→ **Exercise data**:

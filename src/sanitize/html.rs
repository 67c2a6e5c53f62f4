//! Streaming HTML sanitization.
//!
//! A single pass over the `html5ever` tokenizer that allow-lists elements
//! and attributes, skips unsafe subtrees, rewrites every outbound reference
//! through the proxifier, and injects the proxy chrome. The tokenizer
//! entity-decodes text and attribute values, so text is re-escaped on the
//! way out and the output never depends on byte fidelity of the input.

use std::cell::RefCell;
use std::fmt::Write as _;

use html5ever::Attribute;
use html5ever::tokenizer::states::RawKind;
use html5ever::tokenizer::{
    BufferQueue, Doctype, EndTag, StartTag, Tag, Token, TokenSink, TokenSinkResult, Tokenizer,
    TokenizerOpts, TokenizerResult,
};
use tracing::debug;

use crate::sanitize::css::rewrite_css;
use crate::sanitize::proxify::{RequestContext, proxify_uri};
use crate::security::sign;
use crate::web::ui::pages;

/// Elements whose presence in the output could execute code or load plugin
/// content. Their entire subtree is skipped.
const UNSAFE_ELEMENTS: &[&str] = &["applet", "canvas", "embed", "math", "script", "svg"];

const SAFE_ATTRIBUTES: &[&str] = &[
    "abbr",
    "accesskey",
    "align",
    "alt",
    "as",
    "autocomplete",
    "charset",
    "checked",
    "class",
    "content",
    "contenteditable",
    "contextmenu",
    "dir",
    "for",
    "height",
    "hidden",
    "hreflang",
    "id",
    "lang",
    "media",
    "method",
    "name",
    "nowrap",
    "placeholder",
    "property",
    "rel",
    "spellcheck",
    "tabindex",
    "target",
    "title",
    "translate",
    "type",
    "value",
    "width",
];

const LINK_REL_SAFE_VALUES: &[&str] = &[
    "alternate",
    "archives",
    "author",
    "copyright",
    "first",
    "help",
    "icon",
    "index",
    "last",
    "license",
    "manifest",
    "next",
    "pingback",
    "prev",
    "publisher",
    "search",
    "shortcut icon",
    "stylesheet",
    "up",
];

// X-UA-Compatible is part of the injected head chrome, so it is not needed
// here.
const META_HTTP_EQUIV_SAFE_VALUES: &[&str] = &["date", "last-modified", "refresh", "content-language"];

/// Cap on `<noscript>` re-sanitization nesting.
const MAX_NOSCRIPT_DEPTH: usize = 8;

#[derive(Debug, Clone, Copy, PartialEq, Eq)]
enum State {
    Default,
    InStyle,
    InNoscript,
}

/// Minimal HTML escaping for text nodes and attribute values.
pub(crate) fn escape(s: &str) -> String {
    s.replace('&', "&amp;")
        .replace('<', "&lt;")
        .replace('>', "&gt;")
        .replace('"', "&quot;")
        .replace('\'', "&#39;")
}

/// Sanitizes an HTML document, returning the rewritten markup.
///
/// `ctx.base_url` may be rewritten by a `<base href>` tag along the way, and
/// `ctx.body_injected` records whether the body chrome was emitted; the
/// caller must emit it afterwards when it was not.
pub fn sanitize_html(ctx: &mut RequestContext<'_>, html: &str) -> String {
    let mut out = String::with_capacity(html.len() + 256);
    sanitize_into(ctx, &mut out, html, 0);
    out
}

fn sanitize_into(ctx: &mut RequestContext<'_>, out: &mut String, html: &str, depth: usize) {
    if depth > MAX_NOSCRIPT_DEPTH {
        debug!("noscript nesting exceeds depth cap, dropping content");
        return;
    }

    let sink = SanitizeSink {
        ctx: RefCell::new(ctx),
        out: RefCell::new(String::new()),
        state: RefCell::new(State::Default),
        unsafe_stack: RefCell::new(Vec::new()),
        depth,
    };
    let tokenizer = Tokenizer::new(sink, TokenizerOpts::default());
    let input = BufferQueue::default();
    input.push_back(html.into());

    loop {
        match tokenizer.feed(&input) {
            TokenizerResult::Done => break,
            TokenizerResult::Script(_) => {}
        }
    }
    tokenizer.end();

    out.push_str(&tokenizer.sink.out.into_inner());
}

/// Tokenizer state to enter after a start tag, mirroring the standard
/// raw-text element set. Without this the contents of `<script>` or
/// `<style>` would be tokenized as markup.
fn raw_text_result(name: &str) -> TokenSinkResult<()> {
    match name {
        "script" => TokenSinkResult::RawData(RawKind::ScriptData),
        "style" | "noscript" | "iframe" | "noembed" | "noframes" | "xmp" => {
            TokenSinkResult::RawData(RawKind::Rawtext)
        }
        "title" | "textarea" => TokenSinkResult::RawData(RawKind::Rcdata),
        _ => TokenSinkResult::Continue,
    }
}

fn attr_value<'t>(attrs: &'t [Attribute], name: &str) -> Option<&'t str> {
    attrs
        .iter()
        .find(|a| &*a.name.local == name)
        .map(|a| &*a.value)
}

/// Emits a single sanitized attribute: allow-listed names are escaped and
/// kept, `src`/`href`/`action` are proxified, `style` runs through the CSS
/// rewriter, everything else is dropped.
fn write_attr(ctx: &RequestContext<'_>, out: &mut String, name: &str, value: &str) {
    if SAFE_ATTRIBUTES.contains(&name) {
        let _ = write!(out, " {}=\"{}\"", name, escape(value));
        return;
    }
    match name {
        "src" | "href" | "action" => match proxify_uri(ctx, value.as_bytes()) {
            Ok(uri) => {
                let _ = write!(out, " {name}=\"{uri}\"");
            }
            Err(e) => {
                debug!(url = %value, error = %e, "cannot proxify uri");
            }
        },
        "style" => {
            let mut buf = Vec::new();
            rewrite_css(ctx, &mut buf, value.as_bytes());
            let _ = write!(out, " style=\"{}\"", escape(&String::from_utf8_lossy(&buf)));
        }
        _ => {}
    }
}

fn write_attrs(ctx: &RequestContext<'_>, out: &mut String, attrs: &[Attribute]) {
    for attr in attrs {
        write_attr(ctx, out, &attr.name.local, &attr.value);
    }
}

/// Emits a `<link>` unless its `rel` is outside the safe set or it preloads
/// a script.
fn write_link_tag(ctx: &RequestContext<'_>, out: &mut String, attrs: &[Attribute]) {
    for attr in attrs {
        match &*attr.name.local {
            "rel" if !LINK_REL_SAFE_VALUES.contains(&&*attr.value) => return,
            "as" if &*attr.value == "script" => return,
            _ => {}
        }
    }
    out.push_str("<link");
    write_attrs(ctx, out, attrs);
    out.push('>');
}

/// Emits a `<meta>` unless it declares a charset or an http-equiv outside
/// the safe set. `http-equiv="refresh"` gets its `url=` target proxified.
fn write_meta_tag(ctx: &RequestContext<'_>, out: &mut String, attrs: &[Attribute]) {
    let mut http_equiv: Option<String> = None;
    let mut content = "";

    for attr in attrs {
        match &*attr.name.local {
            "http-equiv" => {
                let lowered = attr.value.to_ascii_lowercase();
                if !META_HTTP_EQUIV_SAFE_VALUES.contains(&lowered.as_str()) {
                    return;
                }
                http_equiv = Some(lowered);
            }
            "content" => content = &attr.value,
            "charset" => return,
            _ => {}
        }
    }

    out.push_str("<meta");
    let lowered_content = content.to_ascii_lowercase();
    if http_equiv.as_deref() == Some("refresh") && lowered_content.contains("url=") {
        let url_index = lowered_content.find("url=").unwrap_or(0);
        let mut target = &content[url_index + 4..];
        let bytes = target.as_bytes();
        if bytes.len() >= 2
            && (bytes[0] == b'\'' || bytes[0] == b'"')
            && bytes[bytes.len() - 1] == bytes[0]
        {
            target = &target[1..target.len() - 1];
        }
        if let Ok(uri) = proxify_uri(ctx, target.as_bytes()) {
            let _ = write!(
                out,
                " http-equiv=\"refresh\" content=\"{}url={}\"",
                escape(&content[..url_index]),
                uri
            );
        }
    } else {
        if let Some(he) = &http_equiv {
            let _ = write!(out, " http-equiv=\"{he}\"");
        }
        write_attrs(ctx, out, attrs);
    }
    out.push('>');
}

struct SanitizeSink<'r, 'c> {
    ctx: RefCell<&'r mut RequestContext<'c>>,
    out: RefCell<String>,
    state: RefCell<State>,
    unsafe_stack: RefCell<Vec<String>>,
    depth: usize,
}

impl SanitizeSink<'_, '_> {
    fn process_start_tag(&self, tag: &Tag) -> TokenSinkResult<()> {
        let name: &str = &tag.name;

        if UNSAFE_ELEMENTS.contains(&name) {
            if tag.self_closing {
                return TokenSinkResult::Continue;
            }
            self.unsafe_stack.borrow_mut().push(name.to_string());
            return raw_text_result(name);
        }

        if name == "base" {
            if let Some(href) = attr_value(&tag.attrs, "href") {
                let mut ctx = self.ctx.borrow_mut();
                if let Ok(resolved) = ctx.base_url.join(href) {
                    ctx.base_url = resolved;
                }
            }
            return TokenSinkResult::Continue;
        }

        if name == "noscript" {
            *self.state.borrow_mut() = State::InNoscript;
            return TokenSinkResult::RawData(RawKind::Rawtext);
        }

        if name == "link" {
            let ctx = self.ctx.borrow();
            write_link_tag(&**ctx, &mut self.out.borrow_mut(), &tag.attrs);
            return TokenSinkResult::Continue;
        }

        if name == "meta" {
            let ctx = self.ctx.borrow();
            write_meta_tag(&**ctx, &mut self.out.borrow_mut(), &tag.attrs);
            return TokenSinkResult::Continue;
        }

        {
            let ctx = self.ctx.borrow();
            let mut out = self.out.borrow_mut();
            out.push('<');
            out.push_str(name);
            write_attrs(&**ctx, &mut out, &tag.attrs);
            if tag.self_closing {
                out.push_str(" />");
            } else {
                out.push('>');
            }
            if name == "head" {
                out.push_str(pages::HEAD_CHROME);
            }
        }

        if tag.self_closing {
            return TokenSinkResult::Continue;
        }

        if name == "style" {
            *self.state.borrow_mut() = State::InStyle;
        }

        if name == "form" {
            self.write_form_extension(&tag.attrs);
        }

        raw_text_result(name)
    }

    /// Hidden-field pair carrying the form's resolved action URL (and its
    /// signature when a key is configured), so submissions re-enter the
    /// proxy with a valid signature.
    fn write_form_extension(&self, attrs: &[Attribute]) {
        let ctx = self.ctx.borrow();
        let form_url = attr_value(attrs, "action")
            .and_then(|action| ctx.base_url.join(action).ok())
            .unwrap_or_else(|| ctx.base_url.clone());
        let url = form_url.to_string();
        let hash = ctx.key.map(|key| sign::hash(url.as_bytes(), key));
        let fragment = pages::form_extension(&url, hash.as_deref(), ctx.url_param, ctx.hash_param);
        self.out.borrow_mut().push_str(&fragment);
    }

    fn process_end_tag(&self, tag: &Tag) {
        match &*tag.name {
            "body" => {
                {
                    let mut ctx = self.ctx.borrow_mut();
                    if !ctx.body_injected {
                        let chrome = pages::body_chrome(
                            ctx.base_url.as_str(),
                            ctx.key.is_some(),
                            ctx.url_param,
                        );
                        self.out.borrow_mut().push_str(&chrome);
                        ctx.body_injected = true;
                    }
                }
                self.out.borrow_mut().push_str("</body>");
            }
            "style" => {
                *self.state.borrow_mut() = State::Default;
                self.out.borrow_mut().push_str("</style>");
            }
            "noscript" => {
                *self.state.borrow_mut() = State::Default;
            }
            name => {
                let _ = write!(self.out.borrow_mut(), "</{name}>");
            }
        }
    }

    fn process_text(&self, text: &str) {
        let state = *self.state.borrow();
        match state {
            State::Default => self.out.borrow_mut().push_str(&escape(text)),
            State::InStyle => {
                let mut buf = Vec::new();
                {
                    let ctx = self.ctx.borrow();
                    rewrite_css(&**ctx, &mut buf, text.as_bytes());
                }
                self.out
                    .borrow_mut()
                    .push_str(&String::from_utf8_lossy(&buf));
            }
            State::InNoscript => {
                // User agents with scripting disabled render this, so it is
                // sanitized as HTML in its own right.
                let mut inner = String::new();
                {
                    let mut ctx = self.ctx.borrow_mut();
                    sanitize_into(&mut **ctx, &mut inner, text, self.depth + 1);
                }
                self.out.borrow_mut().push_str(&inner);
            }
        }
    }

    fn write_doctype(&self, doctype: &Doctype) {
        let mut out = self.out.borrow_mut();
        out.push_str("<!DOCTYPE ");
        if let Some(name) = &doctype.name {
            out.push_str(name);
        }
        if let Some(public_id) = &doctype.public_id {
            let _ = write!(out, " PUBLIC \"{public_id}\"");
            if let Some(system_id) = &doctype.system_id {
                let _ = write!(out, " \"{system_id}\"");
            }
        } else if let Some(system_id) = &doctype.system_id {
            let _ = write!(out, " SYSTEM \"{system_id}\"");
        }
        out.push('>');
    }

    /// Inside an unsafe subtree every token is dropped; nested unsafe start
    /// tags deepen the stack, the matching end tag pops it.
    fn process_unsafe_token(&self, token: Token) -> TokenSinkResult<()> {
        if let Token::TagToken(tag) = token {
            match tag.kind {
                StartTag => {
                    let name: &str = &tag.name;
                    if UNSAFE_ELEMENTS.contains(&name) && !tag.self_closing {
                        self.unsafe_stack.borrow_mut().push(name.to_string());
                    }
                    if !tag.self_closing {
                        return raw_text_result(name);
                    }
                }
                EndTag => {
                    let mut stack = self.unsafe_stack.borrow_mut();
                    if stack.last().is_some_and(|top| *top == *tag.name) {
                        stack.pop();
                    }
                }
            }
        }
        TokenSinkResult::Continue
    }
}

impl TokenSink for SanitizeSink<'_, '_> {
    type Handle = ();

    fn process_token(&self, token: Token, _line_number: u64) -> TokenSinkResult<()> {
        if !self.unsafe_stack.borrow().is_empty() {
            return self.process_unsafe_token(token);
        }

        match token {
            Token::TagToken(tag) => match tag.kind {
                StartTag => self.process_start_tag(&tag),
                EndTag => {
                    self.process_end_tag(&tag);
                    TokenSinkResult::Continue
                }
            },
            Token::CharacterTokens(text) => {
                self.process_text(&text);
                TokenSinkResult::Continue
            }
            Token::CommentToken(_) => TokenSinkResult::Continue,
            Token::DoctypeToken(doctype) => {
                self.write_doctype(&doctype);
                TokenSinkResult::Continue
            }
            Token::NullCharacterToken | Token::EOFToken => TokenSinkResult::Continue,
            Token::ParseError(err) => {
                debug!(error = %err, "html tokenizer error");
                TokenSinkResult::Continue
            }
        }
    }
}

→ **Your assignment**: Make a copy of each line in the records above that has the word "TokenizerResult".

→ **Answer for this exercise**:
    TokenizerOpts, TokenizerResult,
            TokenizerResult::Done => break,
            TokenizerResult::Script(_) => {}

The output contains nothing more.